Security startup Calif claims to have used a preview version of Claude Mythos to build a working exploit against Apple M5’s Memory Integrity Enforcement protections.
Vietnamese startup Calif claims to have developed the first public macOS kernel memory corruption exploit capable of surviving the new Memory Integrity Enforcement (MIE) protections on Apple M5 hardware. The announcement was published in a Substack post on Thursday, May 14, 2026, and states that a small team of researchers completed the work in less than a week, with assistance from a preview version of Anthropic’s Claude Mythos.

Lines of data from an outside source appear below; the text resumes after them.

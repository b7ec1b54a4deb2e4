use std::time::{Duration, Instant};

use tokio::sync::mpsc;
use tokio_util::sync::CancellationToken;

use crate::error::{Error, Result};

/// phases reported by multi-step operations
#[derive(Clone, Copy, Debug, PartialEq, Eq)]
pub enum Phase {
    Pending,
    Preparing,
    EstimatingGas,
    Executing,
    Retrying,
    Confirming,
    Completed,
    Failed,
}

impl Phase {
    pub fn as_str(&self) -> &'static str {
        match self {
            Phase::Pending => "pending",
            Phase::Preparing => "preparing",
            Phase::EstimatingGas => "estimating_gas",
            Phase::Executing => "executing",
            Phase::Retrying => "retrying",
            Phase::Confirming => "confirming",
            Phase::Completed => "completed",
            Phase::Failed => "failed",
        }
    }
}

/// a progress report with elapsed time since the operation started
#[derive(Clone, Debug)]
pub struct ProgressEvent {
    pub phase: Phase,
    pub detail: String,
    pub elapsed: Duration,
}

/// non-blocking progress reporter over a bounded channel
///
/// events are dropped, never awaited, when the receiver lags; progress is
/// advisory and must not stall the operation emitting it.
#[derive(Clone)]
pub struct Progress {
    tx: Option<mpsc::Sender<ProgressEvent>>,
    started: Instant,
}

impl Progress {
    /// create a reporter and its receiving end
    pub fn channel(capacity: usize) -> (Self, mpsc::Receiver<ProgressEvent>) {
        let (tx, rx) = mpsc::channel(capacity.max(1));
        (
            Self {
                tx: Some(tx),
                started: Instant::now(),
            },
            rx,
        )
    }

    /// reporter that discards everything
    pub fn disabled() -> Self {
        Self {
            tx: None,
            started: Instant::now(),
        }
    }

    /// emit an event; silently dropped if nobody listens or the channel is full
    pub fn emit(&self, phase: Phase, detail: impl Into<String>) {
        if let Some(tx) = &self.tx {
            let _ = tx.try_send(ProgressEvent {
                phase,
                detail: detail.into(),
                elapsed: self.started.elapsed(),
            });
        }
    }

    pub fn elapsed(&self) -> Duration {
        self.started.elapsed()
    }
}

impl Default for Progress {
    fn default() -> Self {
        Self::disabled()
    }
}

/// fail fast when the operation has been cancelled
///
/// checked between phases and between retries; in-flight network calls are
/// aborted at their transport boundary.
pub fn ensure_active(cancel: &CancellationToken) -> Result<()> {
    if cancel.is_cancelled() {
        Err(Error::Cancelled)
    } else {
        Ok(())
    }
}

#[cfg(test)]
mod tests {
    use super::*;

    #[tokio::test]
    async fn test_progress_events_flow() {
        let (progress, mut rx) = Progress::channel(8);

        progress.emit(Phase::Preparing, "building transaction");
        progress.emit(Phase::Completed, "done");

        let first = rx.recv().await.unwrap();
        assert_eq!(first.phase, Phase::Preparing);
        assert_eq!(first.detail, "building transaction");

        let second = rx.recv().await.unwrap();
        assert_eq!(second.phase, Phase::Completed);
    }

    #[test]
    fn test_progress_full_channel_drops() {
        let (progress, rx) = Progress::channel(1);
        progress.emit(Phase::Executing, "one");
        // second emit must not block even though nobody drained
        progress.emit(Phase::Executing, "two");
        drop(rx);
        progress.emit(Phase::Executing, "three");
    }

    #[test]
    fn test_disabled_progress() {
        let progress = Progress::disabled();
        progress.emit(Phase::Failed, "nobody hears this");
    }

    #[test]
    fn test_ensure_active() {
        let token = CancellationToken::new();
        assert!(ensure_active(&token).is_ok());

        token.cancel();
        assert!(matches!(ensure_active(&token), Err(Error::Cancelled)));
    }

    #[test]
    fn test_phase_names() {
        assert_eq!(Phase::EstimatingGas.as_str(), "estimating_gas");
        assert_eq!(Phase::Retrying.as_str(), "retrying");
    }
}
use std::collections::HashMap;
use std::fmt;

use aes_gcm::aead::{Aead, Payload};
use aes_gcm::{Aes256Gcm, KeyInit, Nonce};
use async_trait::async_trait;
use parking_lot::RwLock;
use rand::rngs::OsRng;
use rand::RngCore;

use crate::codec::{self, IV_LEN, TAG_LEN};
use crate::error::{CryptoError, Error, Result};

/// associated data bound into every GCM authentication tag
pub const AAD: &[u8] = b"WalGit-v1";

/// threshold parameters of the key-wrap policy: t-of-n share signatures
pub const WRAP_THRESHOLD: usize = 2;
pub const WRAP_SHARES: usize = 3;

/// per-commit data encryption key, 256-bit
///
/// never persisted in raw form; wrapped via a threshold policy before it
/// leaves the process.
#[derive(Clone, PartialEq, Eq)]
pub struct Dek([u8; 32]);

impl Dek {
    /// generate a fresh random key
    pub fn generate() -> Self {
        let mut bytes = [0u8; 32];
        OsRng.fill_bytes(&mut bytes);
        Self(bytes)
    }

    pub fn from_bytes(bytes: [u8; 32]) -> Self {
        Self(bytes)
    }

    pub fn as_bytes(&self) -> &[u8; 32] {
        &self.0
    }
}

impl fmt::Debug for Dek {
    fn fmt(&self, f: &mut fmt::Formatter<'_>) -> fmt::Result {
        // key material stays out of logs
        write!(f, "Dek(..)")
    }
}

/// output of a single AES-256-GCM encryption
pub struct Encrypted {
    pub iv: [u8; IV_LEN],
    pub tag: [u8; TAG_LEN],
    pub ciphertext: Vec<u8>,
}

/// encrypt plaintext under the dek with a fresh random 96-bit iv
pub fn encrypt(plaintext: &[u8], dek: &Dek) -> Result<Encrypted> {
    let cipher = Aes256Gcm::new_from_slice(dek.as_bytes())
        .map_err(|_| Error::Crypto(CryptoError::Auth))?;

    let mut iv = [0u8; IV_LEN];
    OsRng.fill_bytes(&mut iv);

    let mut sealed = cipher
        .encrypt(
            Nonce::from_slice(&iv),
            Payload {
                msg: plaintext,
                aad: AAD,
            },
        )
        .map_err(|_| Error::Crypto(CryptoError::Auth))?;

    // aead appends the tag to the ciphertext
    let tag_start = sealed.len() - TAG_LEN;
    let mut tag = [0u8; TAG_LEN];
    tag.copy_from_slice(&sealed[tag_start..]);
    sealed.truncate(tag_start);

    Ok(Encrypted {
        iv,
        tag,
        ciphertext: sealed,
    })
}

/// decrypt; authentication failure is fatal, no partial output
pub fn decrypt(iv: &[u8; IV_LEN], tag: &[u8; TAG_LEN], ciphertext: &[u8], dek: &Dek) -> Result<Vec<u8>> {
    let cipher = Aes256Gcm::new_from_slice(dek.as_bytes())
        .map_err(|_| Error::Crypto(CryptoError::Auth))?;

    let mut sealed = Vec::with_capacity(ciphertext.len() + TAG_LEN);
    sealed.extend_from_slice(ciphertext);
    sealed.extend_from_slice(tag);

    cipher
        .decrypt(
            Nonce::from_slice(iv),
            Payload {
                msg: &sealed,
                aad: AAD,
            },
        )
        .map_err(|_| Error::Crypto(CryptoError::Auth))
}

/// encrypt and wrap in the `WALGIT1` wire frame
pub fn encrypt_framed(plaintext: &[u8], dek: &Dek) -> Result<Vec<u8>> {
    let enc = encrypt(plaintext, dek)?;
    Ok(codec::frame(&enc.iv, &enc.tag, &enc.ciphertext))
}

/// unframe and decrypt a `WALGIT1` payload
pub fn decrypt_framed(bytes: &[u8], dek: &Dek) -> Result<Vec<u8>> {
    let (iv, tag, ciphertext) = codec::unframe(bytes)?;
    decrypt(&iv, &tag, ciphertext, dek)
}

/// session signature obtained from the wallet collaborator before a
/// threshold unwrap; carries one signature per participating share
#[derive(Clone, Debug)]
pub struct SessionSignature {
    pub policy_id: String,
    pub share_signatures: Vec<Vec<u8>>,
}

/// threshold key-wrap client: wraps a dek under a (t, n) policy so the
/// wrapped bytes are safe to store remotely
///
/// wrapped output is opaque; the only contract is that authorized users
/// get `unwrap(wrap(x)) == x`.
#[async_trait]
pub trait KeyWrapClient: Send + Sync {
    async fn wrap_dek(&self, dek: &Dek, policy_id: &str) -> Result<Vec<u8>>;

    async fn unwrap_dek(
        &self,
        wrapped: &[u8],
        policy_id: &str,
        session: &SessionSignature,
    ) -> Result<Dek>;
}

/// in-process key-wrap client for tests and localnet
///
/// wraps under a per-policy master key; unwrap checks the threshold on the
/// session's share signatures the way the network service would.
pub struct MemoryKeyWrapClient {
    policies: RwLock<HashMap<String, [u8; 32]>>,
}

impl MemoryKeyWrapClient {
    pub fn new() -> Self {
        Self {
            policies: RwLock::new(HashMap::new()),
        }
    }

    /// create a policy, generating its master key
    pub fn register_policy(&self, policy_id: &str) {
        let mut key = [0u8; 32];
        OsRng.fill_bytes(&mut key);
        self.policies.write().insert(policy_id.to_string(), key);
    }

    fn master_key(&self, policy_id: &str) -> Result<Dek> {
        self.policies
            .read()
            .get(policy_id)
            .map(|k| Dek::from_bytes(*k))
            .ok_or_else(|| Error::Crypto(CryptoError::Policy(policy_id.to_string())))
    }
}

impl Default for MemoryKeyWrapClient {
    fn default() -> Self {
        Self::new()
    }
}

#[async_trait]
impl KeyWrapClient for MemoryKeyWrapClient {
    async fn wrap_dek(&self, dek: &Dek, policy_id: &str) -> Result<Vec<u8>> {
        let master = self.master_key(policy_id)?;
        encrypt_framed(dek.as_bytes(), &master)
    }

    async fn unwrap_dek(
        &self,
        wrapped: &[u8],
        policy_id: &str,
        session: &SessionSignature,
    ) -> Result<Dek> {
        if session.policy_id != policy_id {
            return Err(Error::Crypto(CryptoError::Policy(policy_id.to_string())));
        }
        if session.share_signatures.len() < WRAP_THRESHOLD {
            return Err(Error::Crypto(CryptoError::Unwrap(format!(
                "{} of {} required share signatures",
                session.share_signatures.len(),
                WRAP_THRESHOLD
            ))));
        }

        let master = self.master_key(policy_id)?;
        let raw = decrypt_framed(wrapped, &master)
            .map_err(|_| Error::Crypto(CryptoError::Unwrap("threshold decrypt failed".into())))?;

        if raw.len() != 32 {
            return Err(Error::Crypto(CryptoError::Unwrap(
                "unexpected key length".into(),
            )));
        }
        let mut bytes = [0u8; 32];
        bytes.copy_from_slice(&raw);
        Ok(Dek::from_bytes(bytes))
    }
}

impl MemoryKeyWrapClient {
    /// session carrying enough share signatures to clear the threshold,
    /// as the wallet collaborator returns one after user approval
    pub fn approved_session(policy_id: &str) -> SessionSignature {
        SessionSignature {
            policy_id: policy_id.to_string(),
            share_signatures: vec![vec![1u8; 64], vec![2u8; 64]],
        }
    }
}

According to Calif, the attack path was discovered accidentally on April 25, when researchers identified the bugs, before developing a working exploit by May 1. The exploit chain targets macOS 26 running on Apple M5 systems, starting from an unprivileged local user account and escalating to root access via standard system calls. The exploit combines two vulnerabilities and additional techniques targeting M5 bare-metal hardware with the MIE kernel enabled. Calif shared its findings with Apple in a meeting at the company’s California headquarters.
Claude Mythos Preview helped identify the vulnerabilities and provided assistance throughout exploit development, though Calif emphasizes that human expertise remained necessary to bypass MIE protections. “Part of our motivation was to test what is possible when the best models are paired with experts,” the company wrote. “Building a kernel memory corruption exploit against best-in-class protections in a week is noteworthy, and it says something loud about this pairing.”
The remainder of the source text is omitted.